___ DATASET EXTRACT
// This module implements the two calling conventions of the Quill ABI on 32-bit x86.
// Both conventions push arguments right to left on the stack; they differ in who removes
// the argument area (cdecl: the caller, with `add esp, N` after the call; stdcall: the
// callee, with `ret N`) and in label decoration. The decoration scheme is part of the
// emission contract: cdecl symbols become `_name`, stdcall symbols become `_name@N` with
// N the byte size of the parameter list, and import-table slots prefix the decorated
// external name with `__imp_`. The scheme is collision-free because `@` and a leading
// underscore cannot occur in Quill identifiers. FrameLayout derives the stack frame of
// one function from its declaration: parameters live above the saved frame pointer at
// [ebp+8] onward, locals below it at [ebp-4] downward, each sized per its TypeInfo and
// aligned to the 4-byte stack granularity.

//! Calling-convention facts: argument order, stack cleanup ownership and
//! label decoration.
//!
//! The convention of the *callee* decides argument placement and cleanup at
//! every call site; callers consult this module instead of hard-coding
//! either convention.

use crate::core::types::{CallConv, TypeInfo};
use crate::ir::{FunctionDecl, Stmt};

/// Whether the callee pops its own argument area (`ret N`).
///
/// When this is false the caller restores `esp` after the call.
pub fn callee_cleans(conv: CallConv) -> bool {
    match conv {
        CallConv::Cdecl => false,
        CallConv::Stdcall => true,
    }
}

/// Total stack bytes occupied by a parameter list.
pub fn param_bytes<'a>(params: impl IntoIterator<Item = &'a TypeInfo>) -> u32 {
    params.into_iter().map(TypeInfo::stack_slot_size).sum()
}

/// Decorated label form of a function name.
///
/// Encodes the calling convention so that units, call sites and the
/// import/export system agree on one symbol per function:
/// `_name` for cdecl, `_name@N` for stdcall.
pub fn decorate(conv: CallConv, name: &str, param_bytes: u32) -> String {
    match conv {
        CallConv::Cdecl => format!("_{name}"),
        CallConv::Stdcall => format!("_{name}@{param_bytes}"),
    }
}

/// Label of the import-table slot holding an external function's address.
pub fn import_slot_label(conv: CallConv, symbol: &str, param_bytes: u32) -> String {
    format!("__imp_{}", decorate(conv, symbol, param_bytes))
}

/// One local variable's place in the frame.
#[derive(Debug, Clone, PartialEq)]
pub struct LocalSlot {
    /// Checker-assigned slot index.
    pub slot: usize,
    pub name: String,
    /// Negative ebp displacement of the slot's low address.
    pub offset: i32,
    pub size: u32,
}

/// Stack frame layout of one function, derived from its declaration.
///
/// Parameter `k` lives at `[ebp + param_offset(k)]`; the offsets accumulate
/// each parameter's stack-slot size starting at 8 (saved ebp plus return
/// address). Locals grow downward from `[ebp-4]` in declaration order.
#[derive(Debug, Clone, PartialEq)]
pub struct FrameLayout {
    locals: Vec<LocalSlot>,
    param_offsets: Vec<i32>,
    frame_size: u32,
}

impl FrameLayout {
    /// Compute the layout for a function declaration.
    pub fn for_function(decl: &FunctionDecl) -> Self {
        let mut param_offsets = Vec::with_capacity(decl.params.len());
        let mut running = 8i32;
        for param in &decl.params {
            param_offsets.push(running);
            running += param.type_info.stack_slot_size() as i32;
        }

        let mut locals = Vec::new();
        let mut depth = 0u32;
        for stmt in &decl.body {
            if let Stmt::Local(local) = stmt {
                let size = local.type_info.stack_slot_size().max(4);
                depth += size;
                locals.push(LocalSlot {
                    slot: local.slot,
                    name: local.name.clone(),
                    offset: -(depth as i32),
                    size,
                });
            }
        }

        Self {
            locals,
            param_offsets,
            frame_size: depth,
        }
    }

    /// Ebp displacement of a local slot, negative.
    pub fn local_offset(&self, slot: usize) -> Option<i32> {
        self.locals.iter().find(|l| l.slot == slot).map(|l| l.offset)
    }

    /// Ebp displacement of a parameter, positive.
    pub fn param_offset(&self, index: usize) -> Option<i32> {
        self.param_offsets.get(index).copied()
    }

    /// Bytes of local storage the prologue must reserve.
    pub fn frame_size(&self) -> u32 {
        self.frame_size
    }

    /// Local slots in declaration order.
    pub fn locals(&self) -> &[LocalSlot] {
        &self.locals
    }
}

#[cfg(test)]
mod tests {
    use super::*;
    use crate::ir::{LocalDecl, Param, Token};

    fn tok(text: &str) -> Token {
        Token::new(text, 1, 1)
    }

    fn local(name: &str, slot: usize, type_info: TypeInfo) -> Stmt {
        Stmt::Local(LocalDecl {
            token: tok(name),
            name: name.to_string(),
            slot,
            type_info,
            init: None,
        })
    }

    fn function_with(params: Vec<Param>, body: Vec<Stmt>) -> FunctionDecl {
        FunctionDecl {
            token: tok("f"),
            name: "f".to_string(),
            convention: CallConv::Stdcall,
            return_type: TypeInfo::void(),
            params,
            export: None,
            body,
        }
    }

    #[test]
    fn test_cleanup_ownership() {
        assert!(!callee_cleans(CallConv::Cdecl));
        assert!(callee_cleans(CallConv::Stdcall));
    }

    #[test]
    fn test_decoration() {
        assert_eq!(decorate(CallConv::Cdecl, "puts", 4), "_puts");
        assert_eq!(decorate(CallConv::Stdcall, "MessageBoxA", 16), "_MessageBoxA@16");
    }

    #[test]
    fn test_import_slot_labels() {
        assert_eq!(
            import_slot_label(CallConv::Stdcall, "MessageBoxA", 16),
            "__imp__MessageBoxA@16"
        );
        assert_eq!(import_slot_label(CallConv::Cdecl, "printf", 0), "__imp__printf");
    }

    #[test]
    fn test_param_bytes_counts_wide_slots() {
        let types = [TypeInfo::int(), TypeInfo::float(), TypeInfo::string()];
        assert_eq!(param_bytes(types.iter()), 16);
    }

    #[test]
    fn test_param_offsets_accumulate_slot_sizes() {
        let decl = function_with(
            vec![
                Param {
                    name: "a".into(),
                    type_info: TypeInfo::int(),
                },
                Param {
                    name: "b".into(),
                    type_info: TypeInfo::float(),
                },
                Param {
                    name: "c".into(),
                    type_info: TypeInfo::int(),
                },
            ],
            vec![],
        );
        let frame = FrameLayout::for_function(&decl);

        assert_eq!(frame.param_offset(0), Some(8));
        assert_eq!(frame.param_offset(1), Some(12));
        // The float occupies 8 bytes, so the third parameter sits past it.
        assert_eq!(frame.param_offset(2), Some(20));
        assert_eq!(frame.param_offset(3), None);
    }

    #[test]
    fn test_local_offsets_grow_downward() {
        let decl = function_with(
            vec![],
            vec![
                local("x", 0, TypeInfo::int()),
                local("y", 1, TypeInfo::float()),
                local("z", 2, TypeInfo::boolean()),
            ],
        );
        let frame = FrameLayout::for_function(&decl);

        assert_eq!(frame.local_offset(0), Some(-4));
        assert_eq!(frame.local_offset(1), Some(-12));
        assert_eq!(frame.local_offset(2), Some(-16));
        assert_eq!(frame.local_offset(3), None);
        assert_eq!(frame.frame_size(), 16);
    }

    #[test]
    fn test_empty_function_has_no_frame() {
        let decl = function_with(vec![], vec![]);
        let frame = FrameLayout::for_function(&decl);
        assert_eq!(frame.frame_size(), 0);
        assert!(frame.locals().is_empty());
    }
}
______
Count the lines in the records above that contain "export", please, and give the number without any other words.

_SOLUTION_. 2